Das Kantonsgericht Schwyz bestätigte am 22. März 2016 das bezirksgerichtliche Urteil und wies die dagegen erhobene Berufung der Staatsanwaltschaft ab.
 
D.
Mit Beschwerde in Strafsachen beantragt die Oberstaatsanwaltschaft des Kantons Schwyz die Aufhebung des angefochtenen Urteils und Rückweisung der Sache an das Kantonsgericht zur neuen Beurteilung.
 
Erwägungen:
 
1.
1.1. Die Beschwerdeführerin wendet sich gegen die vorinstanzliche Sachverhaltsfeststellung.

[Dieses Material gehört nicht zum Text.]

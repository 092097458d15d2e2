//! Format-agnostic settings loading

use serde::de::DeserializeOwned;

use crate::{Error, NormalizedPath, Result, io};

/// Format-agnostic configuration store.
///
/// Detects the format from the file extension.
#[derive(Debug, Default, Clone, Copy)]
pub struct ConfigStore;

impl ConfigStore {
    pub fn new() -> Self {
        Self
    }

    /// Load configuration from a file.
    ///
    /// Format is detected from file extension:
    /// - `.toml` -> TOML
    /// - `.json` -> JSON
    /// - `.yaml`, `.yml` -> YAML
    pub fn load<T: DeserializeOwned>(&self, path: &NormalizedPath) -> Result<T> {
        let content = io::read_text(path)?;
        self.parse(path, &content)
    }

    /// Load configuration, falling back to `T::default()` when the file is absent.
    pub fn load_or_default<T: DeserializeOwned + Default>(&self, path: &NormalizedPath) -> Result<T> {
        match io::read_text_if_exists(path)? {
            Some(content) => self.parse(path, &content),
            None => Ok(T::default()),
        }
    }

    fn parse<T: DeserializeOwned>(&self, path: &NormalizedPath, content: &str) -> Result<T> {
        let extension = path.extension().unwrap_or("");

        match extension.to_lowercase().as_str() {
            "toml" => toml::from_str(content).map_err(|e| Error::ConfigParse {
                path: path.to_native(),
                format: "TOML".into(),
                message: e.to_string(),
            }),
            "json" => serde_json::from_str(content).map_err(|e| Error::ConfigParse {
                path: path.to_native(),
                format: "JSON".into(),
                message: e.to_string(),
            }),
            "yaml" | "yml" => serde_yaml::from_str(content).map_err(|e| Error::ConfigParse {
                path: path.to_native(),
                format: "YAML".into(),
                message: e.to_string(),
            }),
            _ => Err(Error::UnsupportedFormat {
                extension: extension.to_string(),
            }),
        }
    }
}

Die Vorinstanz nehme tatsachenwidrig an, der Beschwerdegegner habe die mit einer Leuchtjacke bekleidete, gemäss Zeugenaussagen mitten auf der Kreuzung stehende Verkehrskadettin bei seiner Anfahrt nicht sehen können. Tatsächlich habe er das ihm "Halt" bedeutende Handzeichen einzig infolge mangelnder Aufmerksamkeit übersehen. Gemäss Fotodokumentation hätten die vorhandenen Hindernisse die Sicht auf die Verkehrskadettin allenfalls minimal behindert. Zudem habe der Beschwerdegegner bereits bei der vorgelagerten Haltestelle längere Zeit ideale Sicht auf die vor ihm liegende Kreuzung gehabt. Die Vorinstanz beantworte nicht, warum die Verkehrskadettin den Beschwerdegegner gesehen habe, dasselbe ihm aber unmöglich gewesen sein soll. Sie weiche insofern vom Anklagesachverhalt ab. Sie beschränke sich unzulässig auf eine Willkürprüfung der erstinstanzlichen Sachverhaltsfeststellungen, welche sie als "erstaunlich kategorisch" bezeichne, worauf sie aber trotz offensichtlicher Mängel dennoch abstelle. Damit verletze sie den Untersuchungsgrundsatz. Ohnehin sei gestützt auf die Zeugenaussagen, die Fotodokumentation und die allgemeine Lebenserfahrung erstellt, dass der Beschwerdegegner die Verkehrskadettin bei genügender Aufmerksamkeit hätte sehen müssen. Wenn die Vorinstanz stattdessen auf den offensichtlich untauglichen, mangelhaft dokumentierten erstinstanzlichen Augenschein abstelle, verfalle sie in Willkür.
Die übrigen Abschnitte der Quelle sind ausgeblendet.